Hablar los problemas del barrio a través de la “seguridad preventiva” implica encuadrar y procesar los problemas apelando al policiamiento. Los problemas sociales se vuelven problemas policiales, que pueden enfrentarse apelando a los agentes policiales, con más facultades discrecionales, participando a los vecinos alertas en el mapeo de las transgresiones, con patrullamientos intensivos a determinadas horas del día o la semana, y con un sistema de comunicación que permita intervenir en cualquier momento allí donde se lo requiera. Las palabras insisten, machacan, quieren imponer sus razones que, dicho sea de paso, llegan en cadena. Porque un problema policial acabará transformándose, tarde o temprano, en un problema judicial. El policiamiento se completa y estira con la judicialización del conflicto.
2.
Alguna vez el criminólogo holandés Louk Hulsman sugirió que no debíamos hablar de “delito”. Por lo menos si se busca desarmar un conflicto, agonizarlo. La categoría “delito” es una definición política cargada de connotaciones morales que aventura juicio previo aún antes de que llegue la sentencia. Una sentencia que está predeterminada en las palabras que usamos para nombrar el problema. Hulsman proponía, por el contrario, hablar de “situaciones problemáticas”, le parecía que esa manera de nombrar un conflicto no predisponía a los actores involucrados a tramitar los reproches con las recetas sugeridas por el sistema penal, a estar más abiertos y ser más imaginativos a la hora de buscar soluciones creativas que evitasen la institucionalización del actor en cuestión que –y lo sabemos de memoria también– terminan recreando las condiciones para se reproduzcan los mismos conflictos.
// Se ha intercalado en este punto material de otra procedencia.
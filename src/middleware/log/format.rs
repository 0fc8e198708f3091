//! Log line formats and timestamp rendering.

use std::borrow::Cow;
use std::fmt::Write as _;

use chrono::format::{Item, StrftimeItems};
use chrono::{DateTime, FixedOffset, SecondsFormat};

use super::printf::{FormatError, TokenValue, sprintf};
use super::token::{RequestContext, Token, UNKNOWN};
use crate::error::Error;

const CONTENT_LENGTH: Token = Token::ResponseHeader(Cow::Borrowed("Content-Length"));

static DEFAULT_TOKENS: [Token; 9] = [
    Token::RemoteAddr,
    Token::Date,
    Token::Method,
    Token::Url,
    Token::HttpVersion,
    Token::Status,
    CONTENT_LENGTH,
    Token::Referrer,
    Token::UserAgent,
];

static SHORT_TOKENS: [Token; 7] = [
    Token::RemoteAddr,
    Token::Method,
    Token::Url,
    Token::HttpVersion,
    Token::Status,
    CONTENT_LENGTH,
    Token::ResponseTime,
];

static TINY_TOKENS: [Token; 5] = [
    Token::Method,
    Token::Url,
    Token::Status,
    CONTENT_LENGTH,
    Token::ResponseTime,
];

/// Which log line to write.
///
/// The three predefined formats carry their own token order. A literal format
/// is a printf-style string rendered with the tokens configured through
/// [`LogOptions::tokens`](super::LogOptions::tokens).
#[derive(Clone, Debug, Default, PartialEq, Eq)]
pub enum Format {
    /// Apache combined:
    /// `remote-addr - - [date] "method url HTTP/http-version" status res[Content-Length] "referrer" "user-agent"`
    #[default]
    Default,
    /// `remote-addr - method url HTTP/http-version status res[Content-Length] - response-time s`
    Short,
    /// `method url status res[Content-Length] - response-time s`
    Tiny,
    Literal(String),
}

impl Format {
    pub const DEFAULT_NAME: &'static str = "_default_";
    pub const SHORT_NAME: &'static str = "_short_";
    pub const TINY_NAME: &'static str = "_tiny_";

    /// Selects a predefined format by name; any other string is literal.
    pub fn parse(s: &str) -> Self {
        match s {
            Self::DEFAULT_NAME => Self::Default,
            Self::SHORT_NAME => Self::Short,
            Self::TINY_NAME => Self::Tiny,
            _ => Self::Literal(s.to_owned()),
        }
    }

    /// The format string and token order to render with. Literal formats use
    /// the caller's `tokens`; predefined ones carry their own.
    fn template<'a>(&'a self, tokens: &'a [Token]) -> (&'a str, &'a [Token]) {
        match self {
            Self::Default => (r#"%s - - [%s] "%s %s HTTP/%s" %d %s "%s" "%s""#, &DEFAULT_TOKENS[..]),
            Self::Short => ("%s - %s %s HTTP/%s %d %s - %.3f s", &SHORT_TOKENS[..]),
            Self::Tiny => ("%s %s %d %s - %.3f s", &TINY_TOKENS[..]),
            Self::Literal(format) => (format.as_str(), tokens),
        }
    }
}

impl From<&str> for Format {
    fn from(s: &str) -> Self {
        Self::parse(s)
    }
}

impl From<String> for Format {
    fn from(s: String) -> Self {
        Self::parse(&s)
    }
}

/// How the `date` token renders the current time.
#[derive(Clone, Debug, Default, PartialEq, Eq)]
pub enum DateFormat {
    /// RFC 3339 with whole seconds, `Z` for UTC: `2024-01-01T00:00:00Z`.
    #[default]
    Rfc3339,
    /// A chrono `strftime` pattern, validated by [`DateFormat::pattern`].
    Pattern(String),
}

impl DateFormat {
    /// A `strftime` pattern such as `"%d/%b/%Y:%H:%M:%S %z"`.
    pub fn pattern(pattern: impl Into<String>) -> Result<Self, Error> {
        let pattern = pattern.into();
        if StrftimeItems::new(&pattern).any(|item| matches!(item, Item::Error)) {
            return Err(Error::DateFormat(pattern));
        }
        Ok(Self::Pattern(pattern))
    }

    pub(crate) fn render(&self, now: &DateTime<FixedOffset>) -> String {
        match self {
            Self::Rfc3339 => now.to_rfc3339_opts(SecondsFormat::Secs, true),
            Self::Pattern(pattern) => {
                let mut out = String::new();
                match write!(out, "{}", now.format(pattern)) {
                    Ok(()) => out,
                    Err(_) => UNKNOWN.to_owned(),
                }
            }
        }
    }
}

/// Resolves every token of the active format, in order, and substitutes them.
pub(crate) fn render(ctx: &RequestContext<'_>) -> Result<String, FormatError> {
    let (format, tokens) = ctx.options.format.template(&ctx.options.tokens);
    let args: Vec<TokenValue> = tokens.iter().map(|token| token.resolve(ctx)).collect();
    sprintf(format, &args)
}
//! Where rendered log lines go.

use std::io::{self, Write};

use parking_lot::Mutex;
use tracing::{info, warn};

use super::printf::FormatError;

/// Destination for access log lines.
///
/// Shared by every in-flight request, hence `Send + Sync`.
pub trait LogSink: Send + Sync + 'static {
    fn log(&self, line: &str);

    /// Called instead of [`log`](Self::log) when the format does not fit its
    /// tokens. The request itself is unaffected.
    fn fail(&self, err: &FormatError) {
        warn!(error = %err, "access log line could not be rendered");
    }
}

/// Emits each line as a `tracing` event on target `wisp::access`.
///
/// This is the sink a [`LogOptions`](super::LogOptions) starts with.
#[derive(Clone, Copy, Debug, Default)]
pub struct TracingSink;

impl LogSink for TracingSink {
    fn log(&self, line: &str) {
        info!(target: "wisp::access", "{line}");
    }
}

/// Writes one line per request to any [`io::Write`], e.g. stdout or a file.
pub struct WriterSink<W> {
    out: Mutex<W>,
}

impl<W: Write + Send + 'static> WriterSink<W> {
    pub fn new(out: W) -> Self {
        Self { out: Mutex::new(out) }
    }

    pub fn into_inner(self) -> W {
        self.out.into_inner()
    }
}

impl WriterSink<io::Stdout> {
    pub fn stdout() -> Self {
        Self::new(io::stdout())
    }
}

impl<W: Write + Send + 'static> LogSink for WriterSink<W> {
    fn log(&self, line: &str) {
        let mut out = self.out.lock();
        if let Err(e) = writeln!(out, "{line}").and_then(|()| out.flush()) {
            warn!(error = %e, "access log write failed");
        }
    }
}
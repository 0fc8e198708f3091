//! HTTP server and graceful shutdown.
//!
//! # Graceful shutdown and Kubernetes
//!
//! When Kubernetes terminates a pod it sends **SIGTERM** and waits
//! `terminationGracePeriodSeconds` (default 30 s) before sending SIGKILL.
//!
//! The server reacts by:
//! 1. Immediately stopping `listener.accept()` — no new connections are made.
//! 2. Letting every in-flight connection task run to completion.
//! 3. Returning from [`Server::serve`], which lets `main` exit cleanly.
//!
//! Set `terminationGracePeriodSeconds` in your pod spec to a value longer
//! than your slowest request. 30 s is a reasonable default for most APIs.

use std::convert::Infallible;
use std::net::SocketAddr;
use std::sync::Arc;

use bytes::Bytes;
use http::StatusCode;
use http_body_util::{BodyExt, Full};
use hyper::body::Incoming;
use hyper::service::service_fn;
use hyper_util::rt::{TokioExecutor, TokioIo};
use hyper_util::server::conn::auto::Builder as ConnBuilder;
use tokio::net::TcpListener;
use tracing::{error, info, warn};

use crate::error::Error;
use crate::handler::{BoxedHandler, Handler};
use crate::request::Request;
use crate::response::Response;
use crate::writer::{BoxWriter, ResponseBuffer};

/// The HTTP server.
pub struct Server {
    addr: SocketAddr,
}

impl Server {
    /// Configures the server to bind to `addr` when [`serve`](Server::serve)
    /// is called.
    ///
    /// # Panics
    ///
    /// Panics if `addr` is not a valid `host:port` string.
    ///
    /// # Example
    ///
    /// ```rust,no_run
    /// use wisp::Server;
    /// let server = Server::bind("0.0.0.0:3000");
    /// ```
    pub fn bind(addr: &str) -> Self {
        let addr: SocketAddr = addr.parse().expect("invalid socket address");
        Self { addr }
    }

    /// Starts accepting connections and dispatching every request to
    /// `handler`, typically a [`Router`](crate::Router) wrapped in middleware.
    ///
    /// Returns only after a full graceful shutdown (SIGTERM or Ctrl-C,
    /// followed by all in-flight requests completing).
    pub async fn serve(self, handler: impl Handler) -> Result<(), Error> {
        let listener = TcpListener::bind(self.addr).await?;

        // One handler tree shared by every connection task.
        let handler: BoxedHandler = Arc::new(handler);

        info!(addr = %self.addr, "wisp listening");

        // JoinSet tracks every spawned connection task so we can wait for
        // them all to finish during graceful shutdown.
        let mut tasks = tokio::task::JoinSet::new();

        // Pin the shutdown future so we can poll it in a loop.
        // Futures in Rust must not move in memory after the first poll — that
        // is what `Pin` enforces. `tokio::pin!` pins the future on the stack.
        let shutdown = shutdown_signal();
        tokio::pin!(shutdown);

        loop {
            tokio::select! {
                // `biased` makes select! check arms top-to-bottom instead of
                // randomly. We check shutdown first so a SIGTERM immediately
                // stops accepting new connections, even if more are queued.
                biased;

                () = &mut shutdown => {
                    info!(in_flight = tasks.len(), "shutdown signal received, draining connections");
                    break;
                }

                res = listener.accept() => {
                    let (stream, remote_addr) = match res {
                        Ok(v) => v,
                        Err(e) => {
                            error!("accept error: {e}");
                            continue;
                        }
                    };

                    let handler = Arc::clone(&handler);
                    // TokioIo adapts tokio's AsyncRead/AsyncWrite to the hyper
                    // IO traits.
                    let io = TokioIo::new(stream);

                    tasks.spawn(async move {
                        // `service_fn` turns a plain async function into a
                        // hyper `Service`. The closure is called once per
                        // request on the connection, not once per connection.
                        let svc = service_fn(move |req| {
                            let handler = Arc::clone(&handler);
                            async move { dispatch(handler, req, remote_addr).await }
                        });

                        // `auto::Builder` transparently handles both HTTP/1.1
                        // and HTTP/2 — whatever the client negotiates.
                        if let Err(e) = ConnBuilder::new(TokioExecutor::new())
                            .serve_connection(io, svc)
                            .await
                        {
                            error!(peer = %remote_addr, "connection error: {e}");
                        }
                    });
                }

                // Reap finished connection tasks so the JoinSet does not grow
                // without bound on long-running servers.
                Some(_) = tasks.join_next(), if !tasks.is_empty() => {}
            }
        }

        // Drain: wait for every in-flight connection to finish before we return.
        while tasks.join_next().await.is_some() {}

        info!("wisp stopped");
        Ok(())
    }
}

// ── Request dispatch ──────────────────────────────────────────────────────────

/// Core hot path: runs one request through the handler tree.
///
/// Each request gets a fresh [`ResponseBuffer`] as the innermost writer;
/// whatever the handlers wrote into it becomes the HTTP response. The error
/// type is [`Infallible`]: every failure is answered with a status code, so
/// hyper never sees an error.
async fn dispatch(
    handler: BoxedHandler,
    req: hyper::Request<Incoming>,
    remote_addr: SocketAddr,
) -> Result<http::Response<Full<Bytes>>, Infallible> {
    let (parts, body) = req.into_parts();
    let body = match body.collect().await {
        Ok(collected) => collected.to_bytes(),
        Err(e) => {
            warn!(peer = %remote_addr, "request body unreadable: {e}");
            return Ok(status_only(StatusCode::BAD_REQUEST));
        }
    };
    let req = Request::new(http::Request::from_parts(parts, body), remote_addr);

    let mut w: BoxWriter = Box::new(ResponseBuffer::new());
    handler.serve(&mut w, &req).await;

    Ok(ResponseBuffer::take_from(w.as_mut()).into_http())
}

fn status_only(status: StatusCode) -> http::Response<Full<Bytes>> {
    let mut buffer = ResponseBuffer::new();
    if let Err(e) = Response::status(status).write_into(&mut buffer) {
        error!("response write failed: {e}");
    }
    buffer.into_http()
}

// ── Shutdown signal ───────────────────────────────────────────────────────────

/// Resolves on the first shutdown signal the process receives.
///
/// On Unix this listens for both **SIGTERM** (sent by `kubectl` and the
/// Kubernetes control plane) and **SIGINT** (Ctrl-C, for local dev).
/// On Windows only Ctrl-C is available.
async fn shutdown_signal() {
    let ctrl_c = async {
        tokio::signal::ctrl_c()
            .await
            .expect("failed to install Ctrl-C handler");
    };

    #[cfg(unix)]
    let sigterm = async {
        tokio::signal::unix::signal(tokio::signal::unix::SignalKind::terminate())
            .expect("failed to install SIGTERM handler")
            .recv()
            .await;
    };

    // `pending()` is a future that never resolves — on non-Unix platforms
    // the SIGTERM arm is effectively disabled.
    #[cfg(not(unix))]
    let sigterm = std::future::pending::<()>();

    tokio::select! {
        () = ctrl_c   => {}
        () = sigterm  => {}
    }
}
Y lo mismo podemos decir con las palabras “seguridad preventiva”, una categoría que nos vincula a las policías, que nos invita a creer que los conflictos se atajan con más policías en la calle. No digo que esto no sea así, que la policía sea un actor completamente ajeno. Pero está visto que se trata de problemas que le quedan cada vez más grandes a la policía. Peor aún, en algunos casos, las intervenciones policiales, lejos de ponerle paños fríos a las cosas pueden contribuir a escalar los conflictos a los extremos, a echar leña al fuego. Sobre todo cuando las situaciones referenciadas como problemáticas involucran a jóvenes o grupos de jóvenes que suelen tomarse las cosas demasiado en serio porque en la resistencia o aguante a la policía se juega gran parte de las identidades juveniles, la cultura de la dureza y el aguante.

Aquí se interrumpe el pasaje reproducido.